2. Below-ground interactions in plant communities can induce changes in plant development through (i) plant-derived litter amendment of the soil and (ii) competition for soil resources between plants. We tested how plant below-ground interactions affect above-ground nectar traits involved in plant attractiveness to pollinators.
3. A short-term pot experiment was carried out with three temperate grassland species Mimulus guttatus, Lamium amplexicaule, and Medicago sativa, showing distinct litter stoichiometry and competitive abilities for soil resources. Litter amendment (none, mono and tri-specific litter) and plant interaction treatments (monocultures, two- and three-species mixtures) were crossed in a factorial design.
4. Litter amendment to the soil led to an increase in total nectar sugar content in L. amplexicaule plants but not in the two other species. We also found that the presence of M. guttatus, a competitive species, reduced the total nectar sugar content in L. amplexicaule through a concomitant decrease in nectar volume per flower and in floral display size, but not in other species. Species-specific responses of nectar traits to variation in soil nitrogen availability were thus observed, suggesting consequences for plant species and community attractiveness to pollinators. However, we did not find evidence that the legume M. sativa affected nectar traits of any neighbouring plants.

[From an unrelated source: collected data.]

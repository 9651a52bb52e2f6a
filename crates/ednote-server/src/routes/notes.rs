//! Note formatting, SOAP conversion and text export routes.

use std::sync::Arc;

use axum::extract::State;
use axum::http::{header, StatusCode};
use axum::response::{IntoResponse, Response};
use axum::routing::post;
use axum::{Json, Router};
use serde::Deserialize;
use tracing::{debug, error, warn};

use ednote_core::{AbbreviationTable, Error, SegmentMode, StructuredNote};
use ednote_ingest::Normalizer;
use ednote_protocol::RedactedEntity;
use ednote_soap::{render_document, render_note};

use crate::state::AppState;

pub fn routes() -> Router<Arc<AppState>> {
    Router::new()
        .route("/format", post(format_note))
        .route("/soap", post(soap_document))
        .route("/export/text", post(export_text))
}

// ---------------------------------------------------------------
// Request types
// ---------------------------------------------------------------

#[derive(Debug, Deserialize)]
struct NoteRequest {
    #[serde(default)]
    text: String,
    mode: Option<String>,
    /// A `{term: short}` object, or a string holding that JSON (file content).
    abbreviations: Option<serde_json::Value>,
    redact: Option<bool>,
    /// Export only: render the SOAP document instead of the section list.
    #[serde(default)]
    soap: bool,
}

/// A formatted note plus everything the response reports about how it was made.
struct Formatted {
    note: StructuredNote,
    abbreviation_fallback: Option<String>,
    redacted: Option<Vec<RedactedEntity>>,
}

type ErrorResponse = (StatusCode, Json<serde_json::Value>);

fn error_response(status: StatusCode, message: impl Into<String>) -> ErrorResponse {
    (status, Json(serde_json::json!({ "error": message.into() })))
}

fn resolve_abbreviations(value: &serde_json::Value) -> (AbbreviationTable, Option<Error>) {
    let parsed = match value {
        serde_json::Value::String(source) => AbbreviationTable::from_json(source),
        other => AbbreviationTable::from_json_value(other),
    };
    match parsed {
        Ok(table) => (table, None),
        Err(e) => {
            warn!("Request abbreviations rejected, using defaults: {}", e);
            (AbbreviationTable::default(), Some(e))
        }
    }
}

fn run_pipeline(state: &AppState, req: &NoteRequest) -> Result<Formatted, ErrorResponse> {
    let mode = match req.mode.as_deref() {
        Some(m) => m
            .parse::<SegmentMode>()
            .map_err(|e| error_response(StatusCode::BAD_REQUEST, e.to_string()))?,
        None => state.config.mode,
    };

    let mut abbreviation_fallback = None;
    let custom;
    let normalizer = match &req.abbreviations {
        Some(value) => {
            let (table, err) = resolve_abbreviations(value);
            abbreviation_fallback = err.map(|e| e.to_string());
            custom = Normalizer::new(&table);
            &custom
        }
        None => &state.normalizer,
    };

    let redaction = if req.redact.unwrap_or(state.config.redact) {
        Some(state.redactor.redact_with_report(&req.text))
    } else {
        None
    };
    let text = redaction.as_ref().map_or(req.text.as_str(), |r| r.text.as_str());

    match state.formatter.format_with(text, normalizer, mode) {
        Ok(note) => {
            debug!("Formatted {} chars in {} mode", req.text.len(), mode);
            Ok(Formatted {
                note,
                abbreviation_fallback,
                redacted: redaction.map(|r| r.entities),
            })
        }
        Err(Error::EmptyInput) => Err(error_response(
            StatusCode::BAD_REQUEST,
            Error::EmptyInput.to_string(),
        )),
        Err(e) => {
            error!("Formatting failed: {}", e);
            Err(error_response(StatusCode::INTERNAL_SERVER_ERROR, e.to_string()))
        }
    }
}

/// Attach the optional report fields shared by the JSON responses.
fn with_report(mut body: serde_json::Value, formatted: &Formatted) -> serde_json::Value {
    if let Some(fallback) = &formatted.abbreviation_fallback {
        body["abbreviationFallback"] = serde_json::json!(fallback);
    }
    if let Some(entities) = &formatted.redacted {
        body["redactions"] = serde_json::json!(entities);
    }
    body
}

// ---------------------------------------------------------------
// Handlers
// ---------------------------------------------------------------

/// POST /api/format — section-labeled note.
async fn format_note(
    State(state): State<Arc<AppState>>,
    Json(req): Json<NoteRequest>,
) -> Response {
    let formatted = match run_pipeline(&state, &req) {
        Ok(f) => f,
        Err(e) => return e.into_response(),
    };
    let body = serde_json::json!({
        "note": formatted.note,
        "warnings": formatted.note.warnings(),
    });
    (StatusCode::OK, Json(with_report(body, &formatted))).into_response()
}

/// POST /api/soap — SOAP document with metadata.
async fn soap_document(
    State(state): State<Arc<AppState>>,
    Json(req): Json<NoteRequest>,
) -> Response {
    let formatted = match run_pipeline(&state, &req) {
        Ok(f) => f,
        Err(e) => return e.into_response(),
    };
    let document = state.documents.build(&formatted.note, &*state.clock);
    let body = serde_json::json!({
        "document": document,
        "warnings": formatted.note.warnings(),
    });
    (StatusCode::OK, Json(with_report(body, &formatted))).into_response()
}

/// POST /api/export/text — plain-text rendering.
async fn export_text(
    State(state): State<Arc<AppState>>,
    Json(req): Json<NoteRequest>,
) -> Response {
    let formatted = match run_pipeline(&state, &req) {
        Ok(f) => f,
        Err(e) => return e.into_response(),
    };
    let text = if req.soap {
        render_document(&state.documents.build(&formatted.note, &*state.clock))
    } else {
        render_note(&formatted.note)
    };
    (
        StatusCode::OK,
        [(header::CONTENT_TYPE, "text/plain; charset=utf-8")],
        text,
    )
        .into_response()
}
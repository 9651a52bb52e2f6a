//! End-to-end: raw note text → structured note → SOAP document.

use chrono::{DateTime, TimeZone, Utc};
use ednote_core::{AbbreviationTable, CanonicalSection, SegmentMode};
use ednote_ingest::format;
use ednote_soap::{to_soap, SectionContent, SoapCategory};

fn clock() -> DateTime<Utc> {
    Utc.with_ymd_and_hms(2024, 6, 1, 12, 0, 0).unwrap()
}

const NOTE: &str = "Chief complaint: shortness of breath. \
    Pt c/o SOB for two days. \
    Denies chest pain. \
    BP 138/84, HR 96, O2 sat 91% on RA. \
    Lungs with diffuse wheezes. \
    CXR without consolidation; labs pending. \
    Assessment: COPD exacerbation. \
    Received albuterol nebs prior to admission. \
    Wife at bedside.";

#[test]
fn test_header_example_to_soap() {
    let note = format(
        "CC: chest pain. HPI: pain started 2 hours ago. Vitals: BP 140/90, HR 88.",
        &AbbreviationTable::default(),
        SegmentMode::Header,
    )
    .unwrap();
    let doc = to_soap(&note, &clock);
    let json = serde_json::to_value(&doc).unwrap();

    assert_eq!(json["note"]["Subjective"]["Chief Complaint"], "chest pain.");
    assert_eq!(json["note"]["Subjective"]["HPI"], "pain started 2 hours ago.");
    assert_eq!(json["note"]["Objective"]["ED Vitals"], "BP 140/90, HR 88.");
    // "[Missing Data]" sections are omitted.
    assert_eq!(json["note"]["Subjective"].as_object().unwrap().len(), 2);
    assert_eq!(json["note"]["Objective"].as_object().unwrap().len(), 1);
    assert!(json["note"]["Assessment"].as_object().unwrap().is_empty());
    assert!(json["note"]["Plan"].as_object().unwrap().is_empty());
    assert!(json["note"]["Other"].as_object().unwrap().is_empty());
    assert_eq!(json["metadata"]["generated_at"], "2024-06-01T12:00:00.000000Z");
}

#[test]
fn test_every_present_section_appears_once() {
    let note = format(NOTE, &AbbreviationTable::default(), SegmentMode::Sentence).unwrap();
    let doc = to_soap(&note, &clock);

    let mut seen: Vec<CanonicalSection> = doc.note.sections().map(|(_, s, _)| s).collect();
    let present: Vec<CanonicalSection> = note.present().map(|(s, _)| s).collect();
    assert_eq!(seen, present);
    seen.dedup();
    assert_eq!(seen.len(), present.len());

    assert!(doc.note.section(CanonicalSection::Hpi).is_none());
    assert_eq!(
        doc.note.category(SoapCategory::Assessment)[0].0,
        CanonicalSection::Mdm
    );
    assert_eq!(
        doc.note.category(SoapCategory::Plan)[0].0,
        CanonicalSection::PriorToAdmission
    );
    assert_eq!(
        doc.note.category(SoapCategory::Other)[0].1,
        SectionContent::Text("Wife at bedside.".into())
    );
}

#[test]
fn test_abbreviations_applied_before_soap() {
    let note = format(NOTE, &AbbreviationTable::default(), SegmentMode::Sentence).unwrap();
    let doc = to_soap(&note, &clock);
    let json = serde_json::to_value(&doc).unwrap();
    let cc = json["note"]["Subjective"]["Chief Complaint"].as_str().unwrap();
    assert_eq!(
        cc,
        "Chief complaint: shortness of breath.\n\nPt complains of shortness of breath for two days."
    );
}

#[test]
fn test_deterministic_output() {
    for mode in [SegmentMode::Sentence, SegmentMode::Header] {
        let a = format(NOTE, &AbbreviationTable::default(), mode).unwrap();
        let b = format(NOTE, &AbbreviationTable::default(), mode).unwrap();
        let doc_a = serde_json::to_string(&to_soap(&a, &clock)).unwrap();
        let doc_b = serde_json::to_string(&to_soap(&b, &clock)).unwrap();
        assert_eq!(doc_a, doc_b);
    }
}

#[test]
fn test_header_mode_medication_breakdown() {
    let note = format(
        "Medications: Continuous Infusions: heparin 18 units/kg/hr; \
         Scheduled Meds: aspirin 81 mg; PRN Meds: morphine 2 mg IV. MDM: NSTEMI.",
        &AbbreviationTable::default(),
        SegmentMode::Header,
    )
    .unwrap();
    let doc = to_soap(&note, &clock);
    let json = serde_json::to_value(&doc).unwrap();
    let meds = &json["note"]["Objective"]["Medications"];

    assert_eq!(meds["Continuous Infusions"][0], "heparin 18 units/kg/hr");
    assert_eq!(meds["Scheduled Meds"][0], "aspirin 81 mg");
    assert_eq!(meds["PRN Meds"][0], "morphine 2 mg IV.");
    assert_eq!(json["note"]["Assessment"]["MDM"], "NSTEMI.");
}
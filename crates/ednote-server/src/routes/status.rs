//! Health and vocabulary routes.

use std::sync::Arc;

use axum::extract::State;
use axum::routing::get;
use axum::{Json, Router};

use crate::state::AppState;

pub fn routes() -> Router<Arc<AppState>> {
    Router::new()
        .route("/health", get(health))
        .route("/abbreviations", get(abbreviations))
}

/// GET /api/health
async fn health(State(state): State<Arc<AppState>>) -> Json<serde_json::Value> {
    Json(serde_json::json!({
        "status": "ok",
        "version": env!("CARGO_PKG_VERSION"),
        "mode": state.config.mode,
        "noteVersion": state.documents.note_version(),
        "redact": state.config.redact,
    }))
}

/// GET /api/abbreviations — the table used when a request brings none.
async fn abbreviations(State(state): State<Arc<AppState>>) -> Json<serde_json::Value> {
    Json(serde_json::json!({
        "abbreviations": state.abbreviations,
        "count": state.abbreviations.len(),
    }))
}
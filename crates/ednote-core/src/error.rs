//! Error types for ednote.

use thiserror::Error;

#[derive(Error, Debug)]
pub enum Error {
    #[error("No data provided")]
    EmptyInput,

    #[error("Invalid abbreviation source: {0}")]
    InvalidAbbreviationSource(String),

    #[error("Configuration error: {0}")]
    Config(String),

    #[error("IO error: {0}")]
    Io(#[from] std::io::Error),

    #[error("JSON error: {0}")]
    Json(#[from] serde_json::Error),

    #[error("Internal error: {0}")]
    Internal(String),
}

pub type Result<T> = std::result::Result<T, Error>;
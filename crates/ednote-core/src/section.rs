//! Canonical section vocabulary and segmentation modes.

use std::fmt;
use std::str::FromStr;

use serde::{Deserialize, Serialize};

use crate::error::Error;

/// Clinical section a piece of note text belongs to.
///
/// Declaration order is significant: it is the classifier's priority order
/// and the order in which header patterns are scanned.
#[derive(Debug, Clone, Copy, PartialEq, Eq, Hash, PartialOrd, Ord, Serialize, Deserialize)]
pub enum CanonicalSection {
    #[serde(rename = "Chief Complaint")]
    ChiefComplaint,
    #[serde(rename = "HPI")]
    Hpi,
    #[serde(rename = "ROS")]
    Ros,
    #[serde(rename = "ED Vitals")]
    EdVitals,
    #[serde(rename = "Physical Exam")]
    PhysicalExam,
    #[serde(rename = "Labs & Imaging")]
    LabsImaging,
    #[serde(rename = "Medications")]
    Medications,
    #[serde(rename = "MDM")]
    Mdm,
    #[serde(rename = "Prior to Admission")]
    PriorToAdmission,
    #[serde(rename = "Uncategorized")]
    Uncategorized,
}

impl CanonicalSection {
    pub const COUNT: usize = 10;

    /// All sections in canonical order.
    pub const ALL: [CanonicalSection; Self::COUNT] = [
        CanonicalSection::ChiefComplaint,
        CanonicalSection::Hpi,
        CanonicalSection::Ros,
        CanonicalSection::EdVitals,
        CanonicalSection::PhysicalExam,
        CanonicalSection::LabsImaging,
        CanonicalSection::Medications,
        CanonicalSection::Mdm,
        CanonicalSection::PriorToAdmission,
        CanonicalSection::Uncategorized,
    ];

    /// Sections that can be introduced by a header (everything but `Uncategorized`).
    pub fn headed() -> impl Iterator<Item = CanonicalSection> {
        Self::ALL
            .into_iter()
            .filter(|s| *s != CanonicalSection::Uncategorized)
    }

    /// Display label, also used as the JSON key.
    pub fn label(&self) -> &'static str {
        match self {
            CanonicalSection::ChiefComplaint => "Chief Complaint",
            CanonicalSection::Hpi => "HPI",
            CanonicalSection::Ros => "ROS",
            CanonicalSection::EdVitals => "ED Vitals",
            CanonicalSection::PhysicalExam => "Physical Exam",
            CanonicalSection::LabsImaging => "Labs & Imaging",
            CanonicalSection::Medications => "Medications",
            CanonicalSection::Mdm => "MDM",
            CanonicalSection::PriorToAdmission => "Prior to Admission",
            CanonicalSection::Uncategorized => "Uncategorized",
        }
    }

    /// Position in canonical order.
    pub fn rank(&self) -> usize {
        *self as usize
    }

    /// Look a section up by its label, ignoring ASCII case.
    pub fn from_label(label: &str) -> Option<Self> {
        let label = label.trim();
        Self::ALL
            .into_iter()
            .find(|s| s.label().eq_ignore_ascii_case(label))
    }
}

impl fmt::Display for CanonicalSection {
    fn fmt(&self, f: &mut fmt::Formatter<'_>) -> fmt::Result {
        f.write_str(self.label())
    }
}

/// How raw text is cut into units before classification.
#[derive(Debug, Clone, Copy, Default, PartialEq, Eq, Serialize, Deserialize)]
#[serde(rename_all = "lowercase")]
pub enum SegmentMode {
    /// Sentence splitting followed by keyword classification.
    #[default]
    Sentence,
    /// Header-anchored block extraction.
    Header,
}

impl SegmentMode {
    pub fn as_str(&self) -> &'static str {
        match self {
            SegmentMode::Sentence => "sentence",
            SegmentMode::Header => "header",
        }
    }
}

impl fmt::Display for SegmentMode {
    fn fmt(&self, f: &mut fmt::Formatter<'_>) -> fmt::Result {
        f.write_str(self.as_str())
    }
}

impl FromStr for SegmentMode {
    type Err = Error;

    fn from_str(s: &str) -> Result<Self, Self::Err> {
        match s.trim().to_ascii_lowercase().as_str() {
            "sentence" | "keyword" => Ok(SegmentMode::Sentence),
            "header" => Ok(SegmentMode::Header),
            other => Err(Error::Config(format!(
                "unknown segment mode '{}' (expected 'sentence' or 'header')",
                other
            ))),
        }
    }
}
//! The expression tree and the builder sugar used to construct it.
//!
//! Builders are sugar only: their sole contract is producing valid trees.
//! They do no validation beyond what the type system already gives us.

/// Binary operators. Comparisons yield exactly `1.0` or `0.0`; `and`/`or`
/// evaluate both operands unconditionally (no short-circuit) in all three
/// backends, matching spec §4.1.
#[derive(Debug, Clone, Copy, PartialEq, Eq)]
pub enum BinOp {
    Add,
    Sub,
    Mul,
    Div,
    Mod,
    Eq,
    Neq,
    Lt,
    Gt,
    Lte,
    Gte,
    And,
    Or,
}

/// Unary operators.
#[derive(Debug, Clone, Copy, PartialEq, Eq)]
pub enum UnOp {
    Not,
}

/// An expression node. Children are owned by their parent; trees are
/// acyclic and read-only after construction.
#[derive(Debug, Clone, PartialEq)]
pub enum Expr {
    Constant(f64),
    Sequence(Vec<Expr>),
    If(Box<Expr>, Box<Expr>, Box<Expr>),
    While(Box<Expr>, Box<Expr>),
    Load(Box<Expr>),
    Store(Box<Expr>, Box<Expr>),
    Binary(BinOp, Box<Expr>, Box<Expr>),
    Unary(UnOp, Box<Expr>),
}

impl Expr {
    /// `true` if this node is a `Constant`, used by the compiler to decide
    /// between direct (`GET`/`SET`) and indirect (`GET_INDIRECT`/
    /// `SET_INDIRECT`) memory addressing.
    pub fn as_constant(&self) -> Option<f64> {
        match self {
            Expr::Constant(v) => Some(*v),
            _ => None,
        }
    }
}

/// Build a `Constant` node from any value convertible to `f64` (so both
/// integer and float literals can be used directly, per spec §6:
/// "Integer/double literal helpers wrap a number in a Constant").
pub fn constant(v: impl Into<f64>) -> Expr {
    Expr::Constant(v.into())
}

pub fn sequence(children: impl IntoIterator<Item = Expr>) -> Expr {
    Expr::Sequence(children.into_iter().collect())
}

pub fn if_(cond: Expr, then_branch: Expr, else_branch: Expr) -> Expr {
    Expr::If(Box::new(cond), Box::new(then_branch), Box::new(else_branch))
}

pub fn while_(cond: Expr, body: Expr) -> Expr {
    Expr::While(Box::new(cond), Box::new(body))
}

pub fn load(index: Expr) -> Expr {
    Expr::Load(Box::new(index))
}

pub fn store(index: Expr, value: Expr) -> Expr {
    Expr::Store(Box::new(index), Box::new(value))
}

pub fn binary(op: BinOp, left: Expr, right: Expr) -> Expr {
    Expr::Binary(op, Box::new(left), Box::new(right))
}

pub fn unary(op: UnOp, operand: Expr) -> Expr {
    Expr::Unary(op, Box::new(operand))
}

5. Synthesis. Our results demonstrate that litter inputs and competition between plants for soil resources can alter nectar traits linked to plant attractiveness to pollinators. This supports the idea that below-ground plant–plant interactions for soil resources can influence above-ground plant–plant interactions for pollination services. This offers promising perspectives in studying the role of below-ground–above-ground interactions on higher trophic levels.